Il viaggio di Biden a Kiev

La rapida visita di Biden a Kiev è giunta inattesa. Il Presidente statunitense era uno dei pochi leader occidentali che non si era ancora recato in Ucraina e per questo aveva anche ricevuto delle critiche dai suoi avversari politici. Cosa ci dice questo viaggio e quali ragioni possono averlo ispirato?

Per rispondere si deve guardare tanto al contesto internazionale quanto a quello interno statunitense. Incontrando Zelensky, camminando assieme al Presidente ucraino per le strade di Kiev sotto il suono delle sirene che annunciavano possibili raid russi e riaffermando una volta di più la decisione di sostenere militarmente ed economicamente l’Ucraina, Biden ha cercato di dare un messaggio ai diversi attori impegnati direttamente e indirettamente nel conflitto. Alla Russia ha comunicato che gli Usa non intendono derogare dalla linea adottata un anno fa e che sono pronti a sostenere i costi economici di una protratta guerra di attrito e di logoramento. All’Ucraina, che si prepara a una nuova offensiva russa, ha cercato di offrire un’iniezione di fiducia con cui galvanizzare la straordinaria capacità di resistenza mostrata finora. Agli alleati europei – soprattutto quelli più riluttanti ad accettare un ulteriore aumento degli aiuti militari a Kiev – ha detto che il momento del negoziato è ancora lontano e gli Usa sosterranno l’Ucraina “per tutto il tempo necessario”. Infine, e soprattutto, il messaggio è stato diretto al vero avversario degli Stati Uniti oggi, quella Cina il cui principale diplomatico, Wang Yi, è a Mosca in questi giorni. Washington teme che Pechino possa decidere di abbandonare gli equilibrismi e la cautela che ne hanno finora contraddistinto l’azione e fornire aiuti militari alla Russia. Una decisione, questa, che alzerebbe ancora di più le tensioni tra Cina e Stati Uniti, già ai ferri corti su molti altri dossier.

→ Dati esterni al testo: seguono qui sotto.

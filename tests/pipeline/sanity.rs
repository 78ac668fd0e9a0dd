//! Sanity checks of a metadata record against the libraries of a process

use ulp::{
    metadata::{
        PatchMetadata,
        PatchedObject,
    },
    process::{
        check_sanity,
        SanityError,
        TargetProcess,
    },
    Logger,
};

#[path = "../fixture/mod.rs"]
mod fixture;

use fixture::SharedObject;

fn record(name: &str, build_id: &[u8]) -> PatchMetadata {
    let mut object = PatchedObject::new(name);
    object.set_build_id(build_id.to_vec());
    PatchMetadata::new("lib.so.1", object)
}

#[test]
fn test_matching_build_id() {
    let dir = tempfile::tempdir().unwrap();
    let library = dir.path().join("libfoo.so.6");
    SharedObject::new().build_id(&[1, 2, 3, 4]).write(&library);

    let process = TargetProcess::new(1, vec![1], vec![dir.path().join("libc.so.6"), library.clone()]);
    let found = check_sanity(&record("/usr/lib/libfoo.so.6", &[1, 2, 3, 4]), &process, &Logger::silent()).unwrap();
    assert_eq!(found, library);
}

#[test]
fn test_build_id_mismatch() {
    let dir = tempfile::tempdir().unwrap();
    let library = dir.path().join("libfoo.so.6");
    SharedObject::new().build_id(&[1, 2, 3, 4]).write(&library);

    let process = TargetProcess::new(1, vec![1], vec![library]);
    match check_sanity(&record("libfoo.so.6", &[1, 2, 3, 5]), &process, &Logger::silent()) {
        Err(SanityError::BuildIdMismatch {
            expected,
            found,
            ..
        }) => {
            assert_eq!(expected, "01020305");
            assert_eq!(found, "01020304");
        },
        other => panic!("unexpected result: {:?}", other),
    }
}

#[test]
fn test_library_without_build_id() {
    let dir = tempfile::tempdir().unwrap();
    let library = dir.path().join("libfoo.so.6");
    SharedObject::new().without_build_id().write(&library);

    let process = TargetProcess::new(1, vec![1], vec![library]);
    let result = check_sanity(&record("libfoo.so.6", &[1]), &process, &Logger::silent());
    assert!(matches!(result, Err(SanityError::ElfError(..))));
}

#[test]
fn test_library_not_loaded() {
    let process = TargetProcess::new(1, vec![1], Vec::new());
    let result = check_sanity(&record("libfoo.so.6", &[1]), &process, &Logger::silent());
    assert!(matches!(result, Err(SanityError::LibraryNotLoaded(_))));
}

Se volgiamo lo sguardo al quadro interno statunitense troviamo le altre spiegazioni del viaggio di Biden. Una maggioranza di americani continua ad appoggiare la sua politica sull’Ucraina, ma l’ampio sostegno dei primi mesi di guerra è andato progressivamente affievolendosi. Sondaggi recenti indicherebbero una significativa contrazione della percentuale di chi è favorevole al trasferimento di armi più sofisticate a Kiev. Soprattutto, la dimensione bipartisan e trasversale di questo sostegno sembra venire progressivamente meno, con un numero sempre più ampio di repubblicani contrari a continuare l’onerosa politica di aiuti dell’ultimo anno. E con alcune figure radicali, come la deputata della Georgia Marjorie Taylor Greene, che chiedono addirittura di mettere sotto impeachment Biden per le sue decisioni rispetto al conflitto ucraino. Eccessi e boutades a parte, i repubblicani ritengono di avere trovato un tema potenzialmente vincente con un’opinione pubblica ormai molto restia a sostenere una onerosa politica estera e catturabile quindi dagli slogan che invitano a concentrarsi sui problemi interni invece che a elargire aiuti all’estero. Accanto a questo vi è infine il dato elettorale. Biden, lo sappiamo, sembra essere intenzionato a ricandidarsi nonostante le perplessità di molti elettori e leader democratici, legate primariamente all’età del Presidente. Il viaggio è servito anche a questo: a cercare di trasmettere un’immagine di vigore ed energia quasi marziali; a dimostrare che Biden è in grado di reggere fatiche simili e di poter esercitare la leadership globale degli Usa. Se lo sia davvero e se gli Usa questa leadership la continuino a incarnare credibilmente sono però due dei grandi interrogativi che questa terribile guerra ci consegna.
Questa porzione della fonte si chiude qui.